A new online tool launched Wednesday by a U.S.-based advocacy group details how international public finance is continuing to fuel the climate emergency rather than sufficiently funding a just transition to clean energy.
"Between 2018 and 2020, G20 international public finance institutions provided at least $63 billion per year ($188 billion in total) for oil, gas, and coal projects."
Oil Change International (OCI) unveiled its Public Finance for Energy Database--accessible at energyfinance.org--along with a briefing that lays out key findings, why the group is monitoring public finance for energy, and how these institutions "are uniquely positioned to catalyze a just, transformative, and rapid transition."
The open-access tool targets development finance institutions (DFIs), export finance agencies (ECAs), and multilateral development banks (MDBs), focusing on Group of 20 (G20) countries, the world's biggest economies. The website features a data dashboard as well as a policy tracker.
"Public finance shapes our future energy systems," the briefing states, explaining that these "institutions' investments total $2.2 trillion a year: an estimated 10% of global financial flows. Worldwide, 693 government-owned or operated banks own assets worth about $38 trillion and if central banks, sovereign wealth funds, pensions, and multilateral banks are also included, this doubles to $73 trillion."
"The impact of this finance reaches beyond its own scale because public finance has an outsized influence on the decisions private financiers make," the document adds. "This is because public finance has government-backed credit ratings, is often provided at below-market rates, often has larger research and technical capacity, and signals broader government priorities. All of this helps make a project a less risky and more attractive investment."
The briefing points out that "G20 international public finance is currently blocking a just energy transition, bankrolling 2.5 times more fossil fuels than clean energy."
OCI communications campaigner Nicole Rodel highlighted that and other takeaways, along with the Intergovernmental Panel on Climate Change (IPCC) report released earlier this month, in a statement about the new resources.

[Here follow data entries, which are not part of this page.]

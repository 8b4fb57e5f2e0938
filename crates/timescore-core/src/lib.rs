//! # TimeScore Core Library
//!
//! Scores how a user spends their time. Each recorded behavior has an
//! intensity level and a duration; the engine turns it into a score scaled
//! by the current energy balance, the recent streak and a handful of
//! optional coefficients, and updates a bounded energy economy.
//! The `timescore` CLI is a thin layer over this crate.
//!
//! ## Architecture
//!
//! - **Catalog**: named behavior templates with per-minute rates
//! - **Scoring**: a fixed pipeline of coefficients, bonuses and decay
//! - **Energy**: idle recovery, per-record cost and clamping
//! - **Rollover**: the daily boundary, archiving and overnight recovery
//! - **Storage**: SQLite records and state, TOML configuration
//!
//! ## Key Components
//!
//! - [`TimeScore`]: the facade every caller goes through
//! - [`Store`]: transactional persistence
//! - [`Config`]: typed engine configuration
//! - [`ScoringEngine`]: the pure scoring pipeline

pub mod achievements;
pub mod catalog;
pub mod clock;
pub mod combo;
pub mod energy;
pub mod error;
pub mod luck;
pub mod record;
pub mod rollover;
pub mod scoring;
pub mod service;
pub mod state;
pub mod storage;
pub mod wishes;

pub use achievements::{AchievementEvent, AchievementKind};
pub use catalog::{BehaviorDefinition, Level, NewBehavior, RecoveryTier};
pub use clock::{Clock, FixedClock, SystemClock};
pub use combo::{ComboBreakdown, ComboTracker};
pub use energy::{EnergyCost, EnergyLedger};
pub use error::{ConfigError, CoreError, DatabaseError, ValidationError};
pub use luck::{LuckSource, LuckyRoll, ScriptedLuck, SeededLuck};
pub use record::{BehaviorRecord, DailyTotal};
pub use rollover::{DailyRolloverManager, RolloverOutcome};
pub use scoring::{ScoreBreakdown, ScoreInput, ScoredRecord, ScoringEngine};
pub use service::{ScoreResult, TimeScore, TodaySnapshot};
pub use state::UserState;
pub use storage::{Config, Session, Store};
pub use wishes::{Wish, WishProgress, WishStatus, WishSuggestion};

"This month's IPCC Working Group III report was clear that continued fossil fuel finance of any kind is misaligned with the Paris climate goals, and that public finance in particular plays a key role in determining our global future energy system," Rodel noted.
"Yet, our new Public Finance for Energy Database shows that public finance remains skewed to fossil fuels," she said. "Between 2018 and 2020, G20 international public finance institutions provided at least $63 billion per year ($188 billion in total) for oil, gas, and coal projects."
Rodel added that "this preferential, government-backed fossil fuel financing was 2.5 times more than their support for clean energy, which averaged $26 billion per year over the same period."
OCI communications director Matt Maiorana recalled pledges made in Scotland last year at the COP26 summit for parties to the Paris agreement--which calls for keeping global temperature rise this century below 2degC, and ideally limiting it to 1.5degC, above preindustrial levels.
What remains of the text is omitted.